WHAT NEEDS TO BE DONE |
Repeat all of the material exactly, with no line missing.

EXTRACTED MATERIAL |
########

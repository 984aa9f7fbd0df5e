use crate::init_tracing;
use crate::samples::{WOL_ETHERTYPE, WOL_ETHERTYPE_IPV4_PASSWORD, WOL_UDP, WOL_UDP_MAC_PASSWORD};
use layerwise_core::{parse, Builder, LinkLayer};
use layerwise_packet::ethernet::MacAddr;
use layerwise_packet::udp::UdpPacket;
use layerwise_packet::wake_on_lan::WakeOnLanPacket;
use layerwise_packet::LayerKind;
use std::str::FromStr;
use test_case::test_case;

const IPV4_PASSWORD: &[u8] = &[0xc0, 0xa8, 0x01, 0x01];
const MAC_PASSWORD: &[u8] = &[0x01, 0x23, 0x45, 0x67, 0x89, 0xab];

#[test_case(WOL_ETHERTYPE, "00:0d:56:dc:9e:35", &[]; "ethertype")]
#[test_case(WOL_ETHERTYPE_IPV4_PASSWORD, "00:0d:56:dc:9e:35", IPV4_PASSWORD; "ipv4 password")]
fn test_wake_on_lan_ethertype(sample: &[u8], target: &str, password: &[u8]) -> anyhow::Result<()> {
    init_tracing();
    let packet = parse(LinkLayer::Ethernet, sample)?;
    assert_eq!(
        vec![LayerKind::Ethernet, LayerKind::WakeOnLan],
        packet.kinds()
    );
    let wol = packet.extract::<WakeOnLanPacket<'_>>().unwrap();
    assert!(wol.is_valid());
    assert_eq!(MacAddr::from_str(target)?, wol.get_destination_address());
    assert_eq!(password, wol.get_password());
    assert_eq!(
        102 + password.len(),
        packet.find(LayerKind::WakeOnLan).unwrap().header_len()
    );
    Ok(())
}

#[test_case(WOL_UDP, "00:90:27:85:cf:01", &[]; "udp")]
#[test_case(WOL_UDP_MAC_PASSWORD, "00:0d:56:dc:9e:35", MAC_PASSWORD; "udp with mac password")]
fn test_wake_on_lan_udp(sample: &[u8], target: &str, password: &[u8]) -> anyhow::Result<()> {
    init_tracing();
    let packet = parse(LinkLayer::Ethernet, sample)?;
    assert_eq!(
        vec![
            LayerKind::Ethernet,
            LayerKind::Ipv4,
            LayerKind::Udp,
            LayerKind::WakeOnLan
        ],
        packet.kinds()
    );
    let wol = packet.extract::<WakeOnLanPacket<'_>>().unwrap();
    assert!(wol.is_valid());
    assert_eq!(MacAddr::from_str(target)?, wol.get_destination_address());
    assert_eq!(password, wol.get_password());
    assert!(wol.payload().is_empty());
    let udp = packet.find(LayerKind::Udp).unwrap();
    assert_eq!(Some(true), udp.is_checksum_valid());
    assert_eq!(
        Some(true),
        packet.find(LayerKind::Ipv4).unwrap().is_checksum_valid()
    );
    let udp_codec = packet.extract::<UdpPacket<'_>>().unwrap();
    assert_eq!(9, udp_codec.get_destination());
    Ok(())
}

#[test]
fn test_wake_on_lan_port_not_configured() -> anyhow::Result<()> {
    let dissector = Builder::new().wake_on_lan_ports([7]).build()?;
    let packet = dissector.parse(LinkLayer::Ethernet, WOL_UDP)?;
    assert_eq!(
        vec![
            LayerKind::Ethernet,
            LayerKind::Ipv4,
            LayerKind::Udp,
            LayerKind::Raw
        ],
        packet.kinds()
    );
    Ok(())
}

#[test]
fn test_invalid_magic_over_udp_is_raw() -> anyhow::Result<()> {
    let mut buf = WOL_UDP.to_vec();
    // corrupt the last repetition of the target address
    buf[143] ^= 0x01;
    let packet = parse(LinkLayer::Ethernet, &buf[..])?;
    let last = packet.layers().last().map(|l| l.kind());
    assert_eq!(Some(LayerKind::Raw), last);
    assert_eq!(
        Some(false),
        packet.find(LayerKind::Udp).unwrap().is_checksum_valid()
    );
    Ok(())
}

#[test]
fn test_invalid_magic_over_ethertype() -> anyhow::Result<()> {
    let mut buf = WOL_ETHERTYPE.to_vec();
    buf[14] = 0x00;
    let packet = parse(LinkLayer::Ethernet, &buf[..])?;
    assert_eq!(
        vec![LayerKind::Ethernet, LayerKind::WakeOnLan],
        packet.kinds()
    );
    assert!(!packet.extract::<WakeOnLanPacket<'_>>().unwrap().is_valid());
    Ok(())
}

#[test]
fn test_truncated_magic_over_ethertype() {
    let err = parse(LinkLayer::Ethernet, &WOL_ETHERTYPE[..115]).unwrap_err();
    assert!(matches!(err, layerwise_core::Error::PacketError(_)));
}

########

EXPECTED ANSWER |
repository 984aa9f7fbd0df5e
use crate::init_tracing;
use crate::samples::{WOL_ETHERTYPE, WOL_ETHERTYPE_IPV4_PASSWORD, WOL_UDP, WOL_UDP_MAC_PASSWORD};
use layerwise_core::{parse, Builder, LinkLayer};
use layerwise_packet::ethernet::MacAddr;
use layerwise_packet::udp::UdpPacket;
use layerwise_packet::wake_on_lan::WakeOnLanPacket;
use layerwise_packet::LayerKind;
use std::str::FromStr;
use test_case::test_case;

const IPV4_PASSWORD: &[u8] = &[0xc0, 0xa8, 0x01, 0x01];
const MAC_PASSWORD: &[u8] = &[0x01, 0x23, 0x45, 0x67, 0x89, 0xab];

#[test_case(WOL_ETHERTYPE, "00:0d:56:dc:9e:35", &[]; "ethertype")]
#[test_case(WOL_ETHERTYPE_IPV4_PASSWORD, "00:0d:56:dc:9e:35", IPV4_PASSWORD; "ipv4 password")]
fn test_wake_on_lan_ethertype(sample: &[u8], target: &str, password: &[u8]) -> anyhow::Result<()> {
    init_tracing();
    let packet = parse(LinkLayer::Ethernet, sample)?;
    assert_eq!(
        vec![LayerKind::Ethernet, LayerKind::WakeOnLan],
        packet.kinds()
    );
    let wol = packet.extract::<WakeOnLanPacket<'_>>().unwrap();
    assert!(wol.is_valid());
    assert_eq!(MacAddr::from_str(target)?, wol.get_destination_address());
    assert_eq!(password, wol.get_password());
    assert_eq!(
        102 + password.len(),
        packet.find(LayerKind::WakeOnLan).unwrap().header_len()
    );
    Ok(())
}

#[test_case(WOL_UDP, "00:90:27:85:cf:01", &[]; "udp")]
#[test_case(WOL_UDP_MAC_PASSWORD, "00:0d:56:dc:9e:35", MAC_PASSWORD; "udp with mac password")]
fn test_wake_on_lan_udp(sample: &[u8], target: &str, password: &[u8]) -> anyhow::Result<()> {
    init_tracing();
    let packet = parse(LinkLayer::Ethernet, sample)?;
    assert_eq!(
        vec![
            LayerKind::Ethernet,
            LayerKind::Ipv4,
            LayerKind::Udp,
            LayerKind::WakeOnLan
        ],
        packet.kinds()
    );
    let wol = packet.extract::<WakeOnLanPacket<'_>>().unwrap();
    assert!(wol.is_valid());
    assert_eq!(MacAddr::from_str(target)?, wol.get_destination_address());
    assert_eq!(password, wol.get_password());
    assert!(wol.payload().is_empty());
    let udp = packet.find(LayerKind::Udp).unwrap();
    assert_eq!(Some(true), udp.is_checksum_valid());
    assert_eq!(
        Some(true),
        packet.find(LayerKind::Ipv4).unwrap().is_checksum_valid()
    );
    let udp_codec = packet.extract::<UdpPacket<'_>>().unwrap();
    assert_eq!(9, udp_codec.get_destination());
    Ok(())
}

#[test]
fn test_wake_on_lan_port_not_configured() -> anyhow::Result<()> {
    let dissector = Builder::new().wake_on_lan_ports([7]).build()?;
    let packet = dissector.parse(LinkLayer::Ethernet, WOL_UDP)?;
    assert_eq!(
        vec![
            LayerKind::Ethernet,
            LayerKind::Ipv4,
            LayerKind::Udp,
            LayerKind::Raw
        ],
        packet.kinds()
    );
    Ok(())
}

#[test]
fn test_invalid_magic_over_udp_is_raw() -> anyhow::Result<()> {
    let mut buf = WOL_UDP.to_vec();
    // corrupt the last repetition of the target address
    buf[143] ^= 0x01;
    let packet = parse(LinkLayer::Ethernet, &buf[..])?;
    let last = packet.layers().last().map(|l| l.kind());
    assert_eq!(Some(LayerKind::Raw), last);
    assert_eq!(
        Some(false),
        packet.find(LayerKind::Udp).unwrap().is_checksum_valid()
    );
    Ok(())
}

#[test]
fn test_invalid_magic_over_ethertype() -> anyhow::Result<()> {
    let mut buf = WOL_ETHERTYPE.to_vec();
    buf[14] = 0x00;
    let packet = parse(LinkLayer::Ethernet, &buf[..])?;
    assert_eq!(
        vec![LayerKind::Ethernet, LayerKind::WakeOnLan],
        packet.kinds()
    );
    assert!(!packet.extract::<WakeOnLanPacket<'_>>().unwrap().is_valid());
    Ok(())
}

#[test]
fn test_truncated_magic_over_ethertype() {
    let err = parse(LinkLayer::Ethernet, &WOL_ETHERTYPE[..115]).unwrap_err();
    assert!(matches!(err, layerwise_core::Error::PacketError(_)));
}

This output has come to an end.